[[ DATASET open ]]

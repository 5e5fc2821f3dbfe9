//! Export and plain-query request models
//!
//! These are the bodies of the two snapshot endpoints. Geometry fields use
//! GeoJSON coordinate order (longitude, latitude), SRID 4326. Ring validity
//! of the supplied polygon is the feature store's concern; this crate only
//! rejects non-polygonal geometry kinds.

use crate::domain::errors::GeopackError;
use crate::domain::filters::{FilterSpec, GeometryType, JoinFilterType};
use crate::domain::ids::TaskId;
use crate::domain::result::Result;
use geojson::{Geometry, Value as GeoValue};
use serde::{Deserialize, Serialize};
use std::fmt;

/// Output file format for an export
#[derive(
    Debug, Clone, Copy, PartialEq, Eq, Serialize, Deserialize, Default,
)]
#[serde(rename_all = "lowercase")]
pub enum OutputType {
    #[default]
    Geojson,
    Shp,
    Kml,
    Csv,
    Mbtiles,
    Flatgeobuf,
    Sql,
    Gpkg,
}

impl OutputType {
    /// File extension used for the produced artifact
    pub fn extension(&self) -> &'static str {
        match self {
            OutputType::Geojson => "geojson",
            OutputType::Shp => "shp",
            OutputType::Kml => "kml",
            OutputType::Csv => "csv",
            OutputType::Mbtiles => "mbtiles",
            OutputType::Flatgeobuf => "fgb",
            OutputType::Sql => "sql",
            OutputType::Gpkg => "gpkg",
        }
    }
}

impl fmt::Display for OutputType {
    fn fmt(&self, f: &mut fmt::Formatter<'_>) -> fmt::Result {
        write!(f, "{}", self.extension())
    }
}

fn default_geometry_types() -> Vec<GeometryType> {
    GeometryType::ALL.to_vec()
}

/// Body of a snapshot export request
///
/// Absent `filters` means "all features in the area". `geometryType`
/// defaults to all three partitions.
#[derive(Debug, Clone, Serialize, Deserialize)]
pub struct ExportRequest {
    /// GeoJSON Polygon or MultiPolygon delimiting the export area
    pub geometry: Geometry,

    /// Optional tag/attribute filter specification
    #[serde(default, skip_serializing_if = "Option::is_none")]
    pub filters: Option<FilterSpec>,

    /// Output file format, default geojson
    #[serde(default, rename = "outputType")]
    pub output_type: OutputType,

    /// Optional export file name; sanitized before use
    #[serde(default, rename = "fileName", skip_serializing_if = "Option::is_none")]
    pub file_name: Option<String>,

    /// Geometry types to extract, default all three
    #[serde(default = "default_geometry_types", rename = "geometryType")]
    pub geometry_type: Vec<GeometryType>,

    /// Minimum zoom level, mbtiles only
    #[serde(default, rename = "minZoom", skip_serializing_if = "Option::is_none")]
    pub min_zoom: Option<u8>,

    /// Maximum zoom level, mbtiles only
    #[serde(default, rename = "maxZoom", skip_serializing_if = "Option::is_none")]
    pub max_zoom: Option<u8>,
}

impl ExportRequest {
    /// Minimal request: geometry only, everything else defaulted
    pub fn new(geometry: Geometry) -> Self {
        Self {
            geometry,
            filters: None,
            output_type: OutputType::default(),
            file_name: None,
            geometry_type: default_geometry_types(),
            min_zoom: None,
            max_zoom: None,
        }
    }

    /// Validates the request ahead of compilation and dispatch
    ///
    /// # Errors
    ///
    /// Returns a `Validation` error for non-polygonal geometry, an empty
    /// geometry-type selection, or an inverted mbtiles zoom range.
    pub fn validate(&self) -> Result<()> {
        match self.geometry.value {
            GeoValue::Polygon(_) | GeoValue::MultiPolygon(_) => {}
            ref other => {
                return Err(GeopackError::Validation(format!(
                    "geometry must be a Polygon or MultiPolygon, got {}",
                    other.type_name()
                )))
            }
        }

        if self.geometry_type.is_empty() {
            return Err(GeopackError::Validation(
                "geometryType must select at least one of point, line, polygon".to_string(),
            ));
        }

        if self.output_type == OutputType::Mbtiles {
            if let (Some(min), Some(max)) = (self.min_zoom, self.max_zoom) {
                if min > max {
                    return Err(GeopackError::Validation(format!(
                        "minZoom ({min}) cannot exceed maxZoom ({max})"
                    )));
                }
            }
        }

        Ok(())
    }

    /// Join semantics requested for the tag filters, default AND
    pub fn join_filter_type(&self) -> JoinFilterType {
        self.filters
            .as_ref()
            .map(|f| f.join_filter_type)
            .unwrap_or_default()
    }

    /// Export file name: the sanitized client name, or a generated one
    pub fn export_file_name(&self, task_id: &TaskId) -> String {
        match self.file_name.as_deref().map(sanitize_file_name) {
            Some(name) if !name.is_empty() => name,
            _ => format!("raw_export_{task_id}"),
        }
    }
}

/// Sanitizes a client-supplied file name
///
/// Keeps alphanumerics, `-`, `_` and `.`; whitespace collapses to a single
/// underscore; path separators and anything else are dropped. Leading dots
/// are stripped so the name can never be hidden or traverse upward.
pub fn sanitize_file_name(name: &str) -> String {
    let mut out = String::with_capacity(name.len());
    let mut last_was_sep = true;
    for ch in name.trim().chars() {
        if ch.is_ascii_alphanumeric() || ch == '-' || ch == '_' {
            out.push(ch);
            last_was_sep = false;
        } else if ch == '.' {
            if !out.is_empty() {
                out.push(ch);
                last_was_sep = false;
            }
        } else if ch.is_whitespace() {
            if !last_was_sep {
                out.push('_');
                last_was_sep = true;
            }
        }
        // everything else (path separators, shell metacharacters) is dropped
    }
    out.trim_end_matches(['_', '.']).to_string()
}

/// One of the four feature-table partitions a plain query can scan
#[derive(
    Debug, Clone, Copy, PartialEq, Eq, PartialOrd, Ord, Hash, Serialize, Deserialize,
)]
#[serde(rename_all = "snake_case")]
pub enum FeatureTable {
    Nodes,
    WaysPoly,
    WaysLine,
    Relations,
}

impl FeatureTable {
    /// All four partitions, the default scan set
    pub const ALL: [FeatureTable; 4] = [
        FeatureTable::Nodes,
        FeatureTable::WaysPoly,
        FeatureTable::WaysLine,
        FeatureTable::Relations,
    ];
}

/// A single `where` condition for a plain query
///
/// An empty value list follows the same rule as tag filters: "key present,
/// any value".
#[derive(Debug, Clone, PartialEq, Eq, Serialize, Deserialize)]
pub struct WhereCondition {
    pub key: String,
    #[serde(default, rename = "value", alias = "values")]
    pub values: Vec<String>,
}

/// Body of a synchronous plain snapshot query
///
/// Intended for small-area extracts: the caller blocks for the result and
/// there is no task indirection.
#[derive(Debug, Clone, Serialize, Deserialize)]
pub struct PlainQuery {
    /// Attribute projection; `["*"]` selects all attributes
    #[serde(default)]
    pub select: Vec<String>,

    /// Conditions combined per `joinBy`
    #[serde(default, rename = "where")]
    pub where_: Vec<WhereCondition>,

    /// AND requires every condition; OR at least one
    #[serde(default, rename = "joinBy")]
    pub join_by: JoinFilterType,

    /// Feature-table partitions to scan; absent means all four
    #[serde(default, rename = "lookIn", skip_serializing_if = "Option::is_none")]
    pub look_in: Option<Vec<FeatureTable>>,

    /// Optional bounding box: xmin, ymin, xmax, ymax (SRID 4326)
    #[serde(default, skip_serializing_if = "Option::is_none")]
    pub bbox: Option<[f64; 4]>,
}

[[ DATASET closed ]]

# PROBLEM DESCRIPTION
Your task is to transcribe the material, which must come out exactly as written.

# OUTPUT OF THE EXERCISE
repository 5e5fc2821f3dbfe9
//! Export and plain-query request models
//!
//! These are the bodies of the two snapshot endpoints. Geometry fields use
//! GeoJSON coordinate order (longitude, latitude), SRID 4326. Ring validity
//! of the supplied polygon is the feature store's concern; this crate only
//! rejects non-polygonal geometry kinds.

use crate::domain::errors::GeopackError;
use crate::domain::filters::{FilterSpec, GeometryType, JoinFilterType};
use crate::domain::ids::TaskId;
use crate::domain::result::Result;
use geojson::{Geometry, Value as GeoValue};
use serde::{Deserialize, Serialize};
use std::fmt;

/// Output file format for an export
#[derive(
    Debug, Clone, Copy, PartialEq, Eq, Serialize, Deserialize, Default,
)]
#[serde(rename_all = "lowercase")]
pub enum OutputType {
    #[default]
    Geojson,
    Shp,
    Kml,
    Csv,
    Mbtiles,
    Flatgeobuf,
    Sql,
    Gpkg,
}

impl OutputType {
    /// File extension used for the produced artifact
    pub fn extension(&self) -> &'static str {
        match self {
            OutputType::Geojson => "geojson",
            OutputType::Shp => "shp",
            OutputType::Kml => "kml",
            OutputType::Csv => "csv",
            OutputType::Mbtiles => "mbtiles",
            OutputType::Flatgeobuf => "fgb",
            OutputType::Sql => "sql",
            OutputType::Gpkg => "gpkg",
        }
    }
}

impl fmt::Display for OutputType {
    fn fmt(&self, f: &mut fmt::Formatter<'_>) -> fmt::Result {
        write!(f, "{}", self.extension())
    }
}

fn default_geometry_types() -> Vec<GeometryType> {
    GeometryType::ALL.to_vec()
}

/// Body of a snapshot export request
///
/// Absent `filters` means "all features in the area". `geometryType`
/// defaults to all three partitions.
#[derive(Debug, Clone, Serialize, Deserialize)]
pub struct ExportRequest {
    /// GeoJSON Polygon or MultiPolygon delimiting the export area
    pub geometry: Geometry,

    /// Optional tag/attribute filter specification
    #[serde(default, skip_serializing_if = "Option::is_none")]
    pub filters: Option<FilterSpec>,

    /// Output file format, default geojson
    #[serde(default, rename = "outputType")]
    pub output_type: OutputType,

    /// Optional export file name; sanitized before use
    #[serde(default, rename = "fileName", skip_serializing_if = "Option::is_none")]
    pub file_name: Option<String>,

    /// Geometry types to extract, default all three
    #[serde(default = "default_geometry_types", rename = "geometryType")]
    pub geometry_type: Vec<GeometryType>,

    /// Minimum zoom level, mbtiles only
    #[serde(default, rename = "minZoom", skip_serializing_if = "Option::is_none")]
    pub min_zoom: Option<u8>,

    /// Maximum zoom level, mbtiles only
    #[serde(default, rename = "maxZoom", skip_serializing_if = "Option::is_none")]
    pub max_zoom: Option<u8>,
}

impl ExportRequest {
    /// Minimal request: geometry only, everything else defaulted
    pub fn new(geometry: Geometry) -> Self {
        Self {
            geometry,
            filters: None,
            output_type: OutputType::default(),
            file_name: None,
            geometry_type: default_geometry_types(),
            min_zoom: None,
            max_zoom: None,
        }
    }

    /// Validates the request ahead of compilation and dispatch
    ///
    /// # Errors
    ///
    /// Returns a `Validation` error for non-polygonal geometry, an empty
    /// geometry-type selection, or an inverted mbtiles zoom range.
    pub fn validate(&self) -> Result<()> {
        match self.geometry.value {
            GeoValue::Polygon(_) | GeoValue::MultiPolygon(_) => {}
            ref other => {
                return Err(GeopackError::Validation(format!(
                    "geometry must be a Polygon or MultiPolygon, got {}",
                    other.type_name()
                )))
            }
        }

        if self.geometry_type.is_empty() {
            return Err(GeopackError::Validation(
                "geometryType must select at least one of point, line, polygon".to_string(),
            ));
        }

        if self.output_type == OutputType::Mbtiles {
            if let (Some(min), Some(max)) = (self.min_zoom, self.max_zoom) {
                if min > max {
                    return Err(GeopackError::Validation(format!(
                        "minZoom ({min}) cannot exceed maxZoom ({max})"
                    )));
                }
            }
        }

        Ok(())
    }

    /// Join semantics requested for the tag filters, default AND
    pub fn join_filter_type(&self) -> JoinFilterType {
        self.filters
            .as_ref()
            .map(|f| f.join_filter_type)
            .unwrap_or_default()
    }

    /// Export file name: the sanitized client name, or a generated one
    pub fn export_file_name(&self, task_id: &TaskId) -> String {
        match self.file_name.as_deref().map(sanitize_file_name) {
            Some(name) if !name.is_empty() => name,
            _ => format!("raw_export_{task_id}"),
        }
    }
}

/// Sanitizes a client-supplied file name
///
/// Keeps alphanumerics, `-`, `_` and `.`; whitespace collapses to a single
/// underscore; path separators and anything else are dropped. Leading dots
/// are stripped so the name can never be hidden or traverse upward.
pub fn sanitize_file_name(name: &str) -> String {
    let mut out = String::with_capacity(name.len());
    let mut last_was_sep = true;
    for ch in name.trim().chars() {
        if ch.is_ascii_alphanumeric() || ch == '-' || ch == '_' {
            out.push(ch);
            last_was_sep = false;
        } else if ch == '.' {
            if !out.is_empty() {
                out.push(ch);
                last_was_sep = false;
            }
        } else if ch.is_whitespace() {
            if !last_was_sep {
                out.push('_');
                last_was_sep = true;
            }
        }
        // everything else (path separators, shell metacharacters) is dropped
    }
    out.trim_end_matches(['_', '.']).to_string()
}

/// One of the four feature-table partitions a plain query can scan
#[derive(
    Debug, Clone, Copy, PartialEq, Eq, PartialOrd, Ord, Hash, Serialize, Deserialize,
)]
#[serde(rename_all = "snake_case")]
pub enum FeatureTable {
    Nodes,
    WaysPoly,
    WaysLine,
    Relations,
}

impl FeatureTable {
    /// All four partitions, the default scan set
    pub const ALL: [FeatureTable; 4] = [
        FeatureTable::Nodes,
        FeatureTable::WaysPoly,
        FeatureTable::WaysLine,
        FeatureTable::Relations,
    ];
}

/// A single `where` condition for a plain query
///
/// An empty value list follows the same rule as tag filters: "key present,
/// any value".
#[derive(Debug, Clone, PartialEq, Eq, Serialize, Deserialize)]
pub struct WhereCondition {
    pub key: String,
    #[serde(default, rename = "value", alias = "values")]
    pub values: Vec<String>,
}

/// Body of a synchronous plain snapshot query
///
/// Intended for small-area extracts: the caller blocks for the result and
/// there is no task indirection.
#[derive(Debug, Clone, Serialize, Deserialize)]
pub struct PlainQuery {
    /// Attribute projection; `["*"]` selects all attributes
    #[serde(default)]
    pub select: Vec<String>,

    /// Conditions combined per `joinBy`
    #[serde(default, rename = "where")]
    pub where_: Vec<WhereCondition>,

    /// AND requires every condition; OR at least one
    #[serde(default, rename = "joinBy")]
    pub join_by: JoinFilterType,

    /// Feature-table partitions to scan; absent means all four
    #[serde(default, rename = "lookIn", skip_serializing_if = "Option::is_none")]
    pub look_in: Option<Vec<FeatureTable>>,

    /// Optional bounding box: xmin, ymin, xmax, ymax (SRID 4326)
    #[serde(default, skip_serializing_if = "Option::is_none")]
    pub bbox: Option<[f64; 4]>,
}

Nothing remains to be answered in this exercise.